Stored items
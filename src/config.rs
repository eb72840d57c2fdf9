//! Configuration parameters for audio analysis

use serde::{Deserialize, Serialize};

use crate::analysis::candidates::CandidateConfig;
use crate::error::AnalysisError;
use crate::features::beat_tracking::PhaseConfig;
use crate::features::mel::MelConversionConfig;
use crate::features::period::TempoConfig;

/// Analysis configuration parameters
#[derive(Debug, Clone, PartialEq, Serialize, Deserialize)]
pub struct AnalysisConfig {
    // STFT parameters
    /// Frame size for STFT (default: 2048)
    pub frame_size: usize,

    /// Hop size for STFT (default: 512)
    pub hop_size: usize,

    // Mel layout
    /// Mel filterbank layout (default: 64 bands, 30 Hz - 11 kHz)
    pub mel: MelConversionConfig,

    // Beat strength
    /// Highest mel band center feeding the beat-strength curve (default: 250.0 Hz)
    pub beat_band_max_hz: f64,

    /// Moving-average length applied to beat strength, in frames (default: 3)
    pub beat_smoothing_frames: usize,

    // Candidate generation
    /// Onset candidates from the energy-flux envelope
    pub onset: CandidateConfig,

    /// Beat candidates from the beat-strength curve
    pub beat: CandidateConfig,

    /// Flux candidates from spectral flux
    pub flux: CandidateConfig,

    // Tempo and phase
    /// Tempo hypothesis engine
    pub tempo: TempoConfig,

    /// Phase search
    pub phase: PhaseConfig,
}

impl Default for AnalysisConfig {
    fn default() -> Self {
        Self {
            frame_size: 2048,
            hop_size: 512,
            mel: MelConversionConfig::default(),
            beat_band_max_hz: 250.0,
            beat_smoothing_frames: 3,
            onset: CandidateConfig::onset_default(),
            beat: CandidateConfig::beat_default(),
            flux: CandidateConfig::flux_default(),
            tempo: TempoConfig::default(),
            phase: PhaseConfig::default(),
        }
    }
}

impl AnalysisConfig {
    /// Validate every section
    ///
    /// Called at the entry points, before any per-sample work starts.
    ///
    /// # Errors
    ///
    /// Returns `AnalysisError::InvalidConfig` describing the first violated constraint
    pub fn validate(&self) -> Result<(), AnalysisError> {
        if self.frame_size < 2 {
            return Err(AnalysisError::InvalidConfig(format!(
                "Frame size must be >= 2, got {}",
                self.frame_size
            )));
        }
        if self.hop_size == 0 || self.hop_size > self.frame_size {
            return Err(AnalysisError::InvalidConfig(format!(
                "Hop size must be in [1, frame_size], got {} (frame_size={})",
                self.hop_size, self.frame_size
            )));
        }
        self.mel.validate()?;
        if !(self.beat_band_max_hz > 0.0 && self.beat_band_max_hz.is_finite()) {
            return Err(AnalysisError::InvalidConfig(format!(
                "beat_band_max_hz must be positive, got {}",
                self.beat_band_max_hz
            )));
        }
        self.onset.validate()?;
        self.beat.validate()?;
        self.flux.validate()?;
        self.tempo.validate()?;
        self.phase.validate()?;
        Ok(())
    }
}

#[cfg(test)]
mod tests {
    use super::*;

    #[test]
    fn test_default_is_valid() {
        assert!(AnalysisConfig::default().validate().is_ok());
    }

    #[test]
    fn test_invalid_sections_rejected() {
        let hop = AnalysisConfig {
            hop_size: 4096,
            ..AnalysisConfig::default()
        };
        assert!(matches!(hop.validate(), Err(AnalysisError::InvalidConfig(_))));

        let mut tempo = AnalysisConfig::default();
        tempo.tempo.max_bpm = 10.0;
        assert!(tempo.validate().is_err());

        let mut phase = AnalysisConfig::default();
        phase.phase.max_hypotheses = 0;
        assert!(phase.validate().is_err());
    }

    #[test]
    fn test_json_round_trip() {
        let config = AnalysisConfig::default();
        let json = serde_json::to_string(&config).unwrap();
        let back: AnalysisConfig = serde_json::from_str(&json).unwrap();
        assert_eq!(back, config);
    }
}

** Exercise requirements **
Your task is to collect every line above that contains the word "Deserialize".

** Output of the exercise **
use serde::{Deserialize, Serialize};
#[derive(Debug, Clone, PartialEq, Serialize, Deserialize)]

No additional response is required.